# Continentals Tires Stretch?



## joeyyphillips (Apr 17, 2012)

K here it goes. bash me all you want but my theory is. F*** Searching, MAKE FRIENDS  

Okay anyway. I have a mkiv jetta sitting on 9.5 Sawblades at all 4 corners. im currently running Continental Contiprocontact ssr ( 225/45 17) again at all 4 corners. and yeah for all the rude bastards that said it wouldnt work, yeah well it works and it looks great, no rubbing but im not slammed. im running 38mm adaptec adapters all around. COOL I know =] 

ANYWAY HERES THE QUESTION, Im changing the front tires to 215/45 17. Many people told me to cause 1 it looks better and 2 it will help with rubbing if i go lower. I wanna stick with continentals. I wanna get the same exact tire im running right now jut one size lower. dropping from 225/45 to 215/45 on 9.5 wide sawblades. im only doing this up front. Has anyone had experiance with these tires? im slighty stretched with the 225/45s and the are riding perfect and may i say. continentals are the smoothest tires ive owned. hense why i wanna stick with them 

any input would be great. 

Cheers


----------



## 87vr6 (Jan 17, 2002)

They'll be fine.


----------



## joeyyphillips (Apr 17, 2012)

Thanks for the reply :thumbup: I didn't really think they would be a problem just wanted to double check cause I know some tires are good for stretching or best for it and some are not. 

Any other inputs?


----------



## joeyyphillips (Apr 17, 2012)

Morning bump. Any body else know if continentals are good tires to stretch


----------



## 87vr6 (Jan 17, 2002)

What more do you want to know? If you're running 225 and it's fine, going to 215 isn't much more. 10mm to be exact.
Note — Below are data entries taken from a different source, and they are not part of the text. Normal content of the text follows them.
/// Body of a managed thread below its entry frame.
#[inline(never)]
fn run_managed<T, F>(
    collector: &Collector,
    cold: usize,
    flags: ThreadFlags,
    ready: mpsc::SyncSender<Result<ThreadId, ThreadError>>,
    f: F,
) -> Option<T>
where
    F: FnOnce(&Mutator<'_>) -> T,
{
    let bounds = StackBounds::new(cold, system::approx_sp().min(cold));
    let record = match collector.register_with(bounds, flags) {
        Ok(record) => record,
        Err(err) => {
            // the spawner joins us and reports the error
            let _ = ready.send(Err(err));
            return None;
        }
    };
    let _ = ready.send(Ok(record.id()));
    let _exit = ExitGuard { collector };
    let mutator = Mutator::new(collector, record);
    let value = f(&mutator);
    drop(mutator);
    Some(value)
}

/// Unregisters the thread when it leaves its body, also while unwinding.
struct ExitGuard<'a> {
    collector: &'a Collector,
}

impl Drop for ExitGuard<'_> {
    fn drop(&mut self) {
        if let Err(err) = self.collector.unregister_thread() {
            log::warn!("managed thread exit: {err}");
        }
    }
}

impl fmt::Debug for Collector {
    fn fmt(&self, f: &mut fmt::Formatter<'_>) -> fmt::Result {
        f.debug_struct("Collector")
            .field("discovery", &self.config.discovery)
            .field("world_stops", &self.world_stops())
            .field("markers", &self.markers.as_ref().map_or(0, MarkerPool::helpers))
            .finish()
    }
}

/// A thread started through [`Collector::spawn`].
pub struct ManagedThread<T> {
    id: ThreadId,
    handle: JoinHandle<Option<T>>,
    collector: Arc<Collector>,
}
Not a big deal. I know/knew someone who ran a 215 on an 11"... you'll be fine... 

Conti's stretch just fine...


----------



## joeyyphillips (Apr 17, 2012)

87vr6 said:


> What more do you want to know? If you're running 225 and it's fine, going to 215 isn't much more. 10mm to be exact. Not a big deal. I know/knew someone who ran a 215 on an 11"... you'll be fine...
> 
> Conti's stretch just fine...


 Exactly what I was looking for. Thanks a lot.


----------